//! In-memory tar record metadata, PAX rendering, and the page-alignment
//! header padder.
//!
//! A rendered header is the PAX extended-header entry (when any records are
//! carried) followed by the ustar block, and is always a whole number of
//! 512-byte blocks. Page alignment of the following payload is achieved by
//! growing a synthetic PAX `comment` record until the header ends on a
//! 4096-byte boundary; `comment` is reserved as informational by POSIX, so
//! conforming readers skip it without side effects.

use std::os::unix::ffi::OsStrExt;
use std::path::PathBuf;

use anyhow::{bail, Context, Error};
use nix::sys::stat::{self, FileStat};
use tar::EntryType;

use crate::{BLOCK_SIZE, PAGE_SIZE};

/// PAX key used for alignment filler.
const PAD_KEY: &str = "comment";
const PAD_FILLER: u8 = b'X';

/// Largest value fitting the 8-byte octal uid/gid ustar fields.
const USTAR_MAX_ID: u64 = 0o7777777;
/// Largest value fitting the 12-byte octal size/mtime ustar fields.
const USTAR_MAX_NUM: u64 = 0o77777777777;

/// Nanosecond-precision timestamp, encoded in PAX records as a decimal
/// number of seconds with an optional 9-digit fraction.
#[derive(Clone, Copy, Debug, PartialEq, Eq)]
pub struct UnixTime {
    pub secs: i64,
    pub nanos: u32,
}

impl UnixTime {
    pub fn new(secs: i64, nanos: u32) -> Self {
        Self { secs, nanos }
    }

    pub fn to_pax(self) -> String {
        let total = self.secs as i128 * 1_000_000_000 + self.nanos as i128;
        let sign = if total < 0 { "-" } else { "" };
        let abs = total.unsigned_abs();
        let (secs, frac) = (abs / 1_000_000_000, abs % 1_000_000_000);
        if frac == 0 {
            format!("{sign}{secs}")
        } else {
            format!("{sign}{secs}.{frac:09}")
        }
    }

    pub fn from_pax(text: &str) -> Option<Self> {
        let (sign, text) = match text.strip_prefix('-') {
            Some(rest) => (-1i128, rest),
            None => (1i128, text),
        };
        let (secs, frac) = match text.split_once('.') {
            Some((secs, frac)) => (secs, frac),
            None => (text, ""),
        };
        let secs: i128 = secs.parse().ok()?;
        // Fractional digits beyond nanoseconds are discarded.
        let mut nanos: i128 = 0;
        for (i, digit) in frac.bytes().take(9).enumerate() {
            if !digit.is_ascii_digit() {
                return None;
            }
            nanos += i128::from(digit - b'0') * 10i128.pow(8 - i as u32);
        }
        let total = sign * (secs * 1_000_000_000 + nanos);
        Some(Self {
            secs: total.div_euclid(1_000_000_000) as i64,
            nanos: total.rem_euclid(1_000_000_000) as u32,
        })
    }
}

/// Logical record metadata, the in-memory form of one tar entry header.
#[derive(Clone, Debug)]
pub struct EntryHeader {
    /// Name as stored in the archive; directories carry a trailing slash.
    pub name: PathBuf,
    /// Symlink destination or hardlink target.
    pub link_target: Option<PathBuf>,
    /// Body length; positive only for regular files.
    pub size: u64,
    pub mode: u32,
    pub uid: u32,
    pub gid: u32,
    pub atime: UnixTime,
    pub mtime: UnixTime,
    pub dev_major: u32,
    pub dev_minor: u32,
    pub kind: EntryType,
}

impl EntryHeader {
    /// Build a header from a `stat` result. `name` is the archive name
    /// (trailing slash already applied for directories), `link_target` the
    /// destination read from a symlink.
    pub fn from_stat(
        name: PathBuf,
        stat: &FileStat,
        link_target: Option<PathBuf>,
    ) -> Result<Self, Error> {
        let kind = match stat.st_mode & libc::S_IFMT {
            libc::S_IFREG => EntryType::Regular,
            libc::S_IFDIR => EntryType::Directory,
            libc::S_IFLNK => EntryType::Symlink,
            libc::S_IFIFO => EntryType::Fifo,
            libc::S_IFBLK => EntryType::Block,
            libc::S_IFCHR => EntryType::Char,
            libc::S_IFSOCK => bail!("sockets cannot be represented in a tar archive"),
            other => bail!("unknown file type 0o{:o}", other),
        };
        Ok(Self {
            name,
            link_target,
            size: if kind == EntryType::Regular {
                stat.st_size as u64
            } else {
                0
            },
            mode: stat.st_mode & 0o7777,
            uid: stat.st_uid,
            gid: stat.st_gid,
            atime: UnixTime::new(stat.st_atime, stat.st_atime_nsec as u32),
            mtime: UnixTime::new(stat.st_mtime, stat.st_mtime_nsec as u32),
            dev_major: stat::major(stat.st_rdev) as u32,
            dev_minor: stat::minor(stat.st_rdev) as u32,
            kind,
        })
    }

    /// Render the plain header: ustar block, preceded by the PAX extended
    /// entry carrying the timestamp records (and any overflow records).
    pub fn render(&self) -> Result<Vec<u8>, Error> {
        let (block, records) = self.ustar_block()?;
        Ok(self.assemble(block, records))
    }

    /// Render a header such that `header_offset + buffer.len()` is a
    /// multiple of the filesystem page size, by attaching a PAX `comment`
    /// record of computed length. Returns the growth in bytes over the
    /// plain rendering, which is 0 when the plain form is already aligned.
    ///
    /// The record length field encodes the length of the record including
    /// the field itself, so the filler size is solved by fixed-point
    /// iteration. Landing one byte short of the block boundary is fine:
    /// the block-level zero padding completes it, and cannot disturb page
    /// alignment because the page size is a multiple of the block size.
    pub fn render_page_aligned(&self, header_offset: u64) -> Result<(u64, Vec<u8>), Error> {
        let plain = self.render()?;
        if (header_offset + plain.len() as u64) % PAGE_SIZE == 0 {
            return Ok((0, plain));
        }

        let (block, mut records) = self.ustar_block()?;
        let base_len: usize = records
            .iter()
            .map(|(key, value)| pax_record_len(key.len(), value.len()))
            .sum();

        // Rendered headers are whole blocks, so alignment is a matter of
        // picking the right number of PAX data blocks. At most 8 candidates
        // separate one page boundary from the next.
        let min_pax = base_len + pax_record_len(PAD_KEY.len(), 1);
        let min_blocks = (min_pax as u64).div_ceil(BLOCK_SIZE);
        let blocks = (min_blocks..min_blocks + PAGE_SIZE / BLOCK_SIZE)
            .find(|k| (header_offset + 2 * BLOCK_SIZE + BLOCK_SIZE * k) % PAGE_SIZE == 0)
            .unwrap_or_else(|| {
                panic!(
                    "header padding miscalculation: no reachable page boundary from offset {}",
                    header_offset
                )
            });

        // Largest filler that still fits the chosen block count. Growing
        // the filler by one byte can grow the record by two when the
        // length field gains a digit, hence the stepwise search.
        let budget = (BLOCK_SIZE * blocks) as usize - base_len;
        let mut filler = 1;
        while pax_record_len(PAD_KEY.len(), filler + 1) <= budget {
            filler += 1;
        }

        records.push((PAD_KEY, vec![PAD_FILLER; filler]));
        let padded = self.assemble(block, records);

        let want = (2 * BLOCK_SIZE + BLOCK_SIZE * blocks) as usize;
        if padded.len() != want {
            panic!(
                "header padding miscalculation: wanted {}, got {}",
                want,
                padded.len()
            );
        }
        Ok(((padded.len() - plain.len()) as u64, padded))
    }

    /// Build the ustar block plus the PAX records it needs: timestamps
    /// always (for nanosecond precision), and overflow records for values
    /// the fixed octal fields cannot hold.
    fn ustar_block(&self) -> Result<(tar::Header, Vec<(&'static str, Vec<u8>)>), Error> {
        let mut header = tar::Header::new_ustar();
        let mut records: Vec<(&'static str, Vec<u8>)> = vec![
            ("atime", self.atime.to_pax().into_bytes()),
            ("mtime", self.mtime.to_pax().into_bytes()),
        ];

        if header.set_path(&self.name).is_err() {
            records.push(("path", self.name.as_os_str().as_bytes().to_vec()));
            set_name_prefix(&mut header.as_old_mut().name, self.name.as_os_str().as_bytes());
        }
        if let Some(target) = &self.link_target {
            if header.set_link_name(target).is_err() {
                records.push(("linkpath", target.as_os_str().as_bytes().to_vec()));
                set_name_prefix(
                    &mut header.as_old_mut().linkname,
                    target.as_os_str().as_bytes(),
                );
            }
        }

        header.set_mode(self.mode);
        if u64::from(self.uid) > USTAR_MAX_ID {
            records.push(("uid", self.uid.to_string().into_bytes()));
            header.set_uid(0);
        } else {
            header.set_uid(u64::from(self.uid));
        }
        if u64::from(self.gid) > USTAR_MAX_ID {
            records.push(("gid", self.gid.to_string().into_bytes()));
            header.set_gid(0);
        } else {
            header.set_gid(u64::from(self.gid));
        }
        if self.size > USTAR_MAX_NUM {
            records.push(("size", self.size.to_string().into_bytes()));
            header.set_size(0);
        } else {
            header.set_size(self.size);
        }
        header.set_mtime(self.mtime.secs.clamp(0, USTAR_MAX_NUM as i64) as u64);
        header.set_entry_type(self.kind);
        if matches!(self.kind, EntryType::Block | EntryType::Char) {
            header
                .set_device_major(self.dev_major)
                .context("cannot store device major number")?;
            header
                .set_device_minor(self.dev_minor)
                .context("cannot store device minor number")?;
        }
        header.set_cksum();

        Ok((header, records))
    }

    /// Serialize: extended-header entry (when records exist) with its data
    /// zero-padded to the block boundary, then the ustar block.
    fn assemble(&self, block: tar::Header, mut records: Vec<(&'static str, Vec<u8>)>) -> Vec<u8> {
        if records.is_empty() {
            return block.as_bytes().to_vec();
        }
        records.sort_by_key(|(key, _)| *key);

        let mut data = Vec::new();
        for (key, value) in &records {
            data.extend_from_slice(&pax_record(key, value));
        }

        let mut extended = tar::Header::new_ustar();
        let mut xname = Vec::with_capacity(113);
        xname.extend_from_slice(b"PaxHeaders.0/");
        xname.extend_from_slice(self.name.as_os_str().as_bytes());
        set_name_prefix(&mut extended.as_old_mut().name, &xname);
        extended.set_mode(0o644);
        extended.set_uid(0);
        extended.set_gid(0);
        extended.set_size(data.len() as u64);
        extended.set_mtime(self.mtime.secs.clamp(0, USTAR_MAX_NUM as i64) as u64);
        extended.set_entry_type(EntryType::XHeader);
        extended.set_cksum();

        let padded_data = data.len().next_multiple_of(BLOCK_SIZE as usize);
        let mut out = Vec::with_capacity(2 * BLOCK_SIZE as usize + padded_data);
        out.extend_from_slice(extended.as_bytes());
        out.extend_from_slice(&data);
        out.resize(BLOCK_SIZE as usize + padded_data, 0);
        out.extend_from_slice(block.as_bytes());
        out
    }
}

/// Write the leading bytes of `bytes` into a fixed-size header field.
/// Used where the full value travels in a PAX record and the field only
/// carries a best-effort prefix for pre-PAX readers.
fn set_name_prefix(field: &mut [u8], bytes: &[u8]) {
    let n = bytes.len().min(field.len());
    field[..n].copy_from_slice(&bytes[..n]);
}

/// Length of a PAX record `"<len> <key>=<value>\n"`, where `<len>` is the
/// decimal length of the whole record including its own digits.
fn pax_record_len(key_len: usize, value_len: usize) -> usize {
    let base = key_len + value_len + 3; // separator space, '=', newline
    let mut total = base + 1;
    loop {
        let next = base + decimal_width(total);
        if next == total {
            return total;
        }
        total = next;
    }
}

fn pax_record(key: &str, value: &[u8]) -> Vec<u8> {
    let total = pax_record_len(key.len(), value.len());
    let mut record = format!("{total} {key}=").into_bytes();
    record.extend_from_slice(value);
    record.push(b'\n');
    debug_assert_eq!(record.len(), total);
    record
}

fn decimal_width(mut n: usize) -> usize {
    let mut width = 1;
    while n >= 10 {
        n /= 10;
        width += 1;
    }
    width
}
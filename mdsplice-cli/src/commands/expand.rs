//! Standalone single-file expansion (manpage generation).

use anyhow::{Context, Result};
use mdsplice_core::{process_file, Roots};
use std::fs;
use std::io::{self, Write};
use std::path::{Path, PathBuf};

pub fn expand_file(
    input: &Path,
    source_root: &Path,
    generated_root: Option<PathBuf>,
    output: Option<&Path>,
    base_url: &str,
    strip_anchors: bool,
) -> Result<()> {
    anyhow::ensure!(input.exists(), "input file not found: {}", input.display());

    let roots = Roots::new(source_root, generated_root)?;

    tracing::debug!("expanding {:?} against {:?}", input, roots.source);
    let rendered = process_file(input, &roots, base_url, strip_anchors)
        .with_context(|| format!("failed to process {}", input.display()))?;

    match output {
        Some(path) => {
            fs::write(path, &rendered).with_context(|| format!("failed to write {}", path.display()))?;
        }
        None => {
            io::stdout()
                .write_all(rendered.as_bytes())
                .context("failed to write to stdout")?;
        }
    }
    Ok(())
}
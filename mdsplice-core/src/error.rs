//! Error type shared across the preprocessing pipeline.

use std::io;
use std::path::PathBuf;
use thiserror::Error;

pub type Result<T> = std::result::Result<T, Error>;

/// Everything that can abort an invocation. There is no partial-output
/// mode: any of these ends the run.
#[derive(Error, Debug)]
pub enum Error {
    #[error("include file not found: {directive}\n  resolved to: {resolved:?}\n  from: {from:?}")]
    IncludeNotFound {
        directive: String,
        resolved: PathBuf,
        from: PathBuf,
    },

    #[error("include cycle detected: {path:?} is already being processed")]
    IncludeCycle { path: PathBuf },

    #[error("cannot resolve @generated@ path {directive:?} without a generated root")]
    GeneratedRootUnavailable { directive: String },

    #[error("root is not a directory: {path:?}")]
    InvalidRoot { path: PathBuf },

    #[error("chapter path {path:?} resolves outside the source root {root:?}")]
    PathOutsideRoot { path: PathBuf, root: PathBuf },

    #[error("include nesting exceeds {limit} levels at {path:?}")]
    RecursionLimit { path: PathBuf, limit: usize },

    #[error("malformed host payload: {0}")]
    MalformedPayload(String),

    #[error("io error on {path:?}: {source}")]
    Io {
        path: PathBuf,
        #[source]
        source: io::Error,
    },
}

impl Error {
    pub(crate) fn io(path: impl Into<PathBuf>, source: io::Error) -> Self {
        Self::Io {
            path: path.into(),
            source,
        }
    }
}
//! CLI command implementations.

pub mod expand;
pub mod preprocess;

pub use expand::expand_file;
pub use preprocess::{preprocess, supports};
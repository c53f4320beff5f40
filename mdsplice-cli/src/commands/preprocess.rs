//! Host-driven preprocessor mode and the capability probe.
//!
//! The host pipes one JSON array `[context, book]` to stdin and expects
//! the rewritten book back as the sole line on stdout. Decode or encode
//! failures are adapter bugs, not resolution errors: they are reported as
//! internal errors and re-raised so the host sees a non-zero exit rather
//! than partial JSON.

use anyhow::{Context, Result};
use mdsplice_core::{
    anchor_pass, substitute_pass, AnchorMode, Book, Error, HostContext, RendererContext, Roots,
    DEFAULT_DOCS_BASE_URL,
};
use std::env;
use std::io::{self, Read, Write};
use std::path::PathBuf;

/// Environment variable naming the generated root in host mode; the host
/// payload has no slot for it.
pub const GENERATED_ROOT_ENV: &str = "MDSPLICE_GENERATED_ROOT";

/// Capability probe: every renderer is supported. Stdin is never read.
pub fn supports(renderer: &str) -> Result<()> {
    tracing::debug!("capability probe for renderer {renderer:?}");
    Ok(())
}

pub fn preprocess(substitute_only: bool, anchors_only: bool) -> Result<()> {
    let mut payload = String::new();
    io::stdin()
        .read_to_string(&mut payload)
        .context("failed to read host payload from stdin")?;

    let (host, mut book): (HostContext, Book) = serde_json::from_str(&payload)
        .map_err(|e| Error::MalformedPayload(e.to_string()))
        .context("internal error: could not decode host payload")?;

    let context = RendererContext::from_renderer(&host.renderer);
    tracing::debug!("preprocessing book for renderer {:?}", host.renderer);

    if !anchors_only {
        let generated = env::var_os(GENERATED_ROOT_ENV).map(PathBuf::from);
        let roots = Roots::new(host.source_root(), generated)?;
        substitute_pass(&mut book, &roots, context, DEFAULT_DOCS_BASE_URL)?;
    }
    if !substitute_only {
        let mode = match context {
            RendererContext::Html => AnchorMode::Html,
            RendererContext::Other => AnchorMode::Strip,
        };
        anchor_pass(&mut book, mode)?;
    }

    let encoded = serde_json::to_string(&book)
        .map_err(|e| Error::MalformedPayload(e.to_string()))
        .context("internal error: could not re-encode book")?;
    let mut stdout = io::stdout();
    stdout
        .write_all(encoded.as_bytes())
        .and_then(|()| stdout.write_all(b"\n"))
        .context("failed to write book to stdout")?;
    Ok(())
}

※ ※ ※

Required work. Using the records above, restate word for word the lines from the one with "Length of a" through the one with "process_file(input, &roots, base_url, strip_anchors)", both included.

Answer section.
/// Length of a PAX record `"<len> <key>=<value>\n"`, where `<len>` is the
/// decimal length of the whole record including its own digits.
fn pax_record_len(key_len: usize, value_len: usize) -> usize {
    let base = key_len + value_len + 3; // separator space, '=', newline
    let mut total = base + 1;
    loop {
        let next = base + decimal_width(total);
        if next == total {
            return total;
        }
        total = next;
    }
}

fn pax_record(key: &str, value: &[u8]) -> Vec<u8> {
    let total = pax_record_len(key.len(), value.len());
    let mut record = format!("{total} {key}=").into_bytes();
    record.extend_from_slice(value);
    record.push(b'\n');
    debug_assert_eq!(record.len(), total);
    record
}

fn decimal_width(mut n: usize) -> usize {
    let mut width = 1;
    while n >= 10 {
        n /= 10;
        width += 1;
    }
    width
}
filename mdsplice-cli/src/commands/expand.rs
//! Standalone single-file expansion (manpage generation).

use anyhow::{Context, Result};
use mdsplice_core::{process_file, Roots};
use std::fs;
use std::io::{self, Write};
use std::path::{Path, PathBuf};

pub fn expand_file(
    input: &Path,
    source_root: &Path,
    generated_root: Option<PathBuf>,
    output: Option<&Path>,
    base_url: &str,
    strip_anchors: bool,
) -> Result<()> {
    anyhow::ensure!(input.exists(), "input file not found: {}", input.display());

    let roots = Roots::new(source_root, generated_root)?;

    tracing::debug!("expanding {:?} against {:?}", input, roots.source);
    let rendered = process_file(input, &roots, base_url, strip_anchors)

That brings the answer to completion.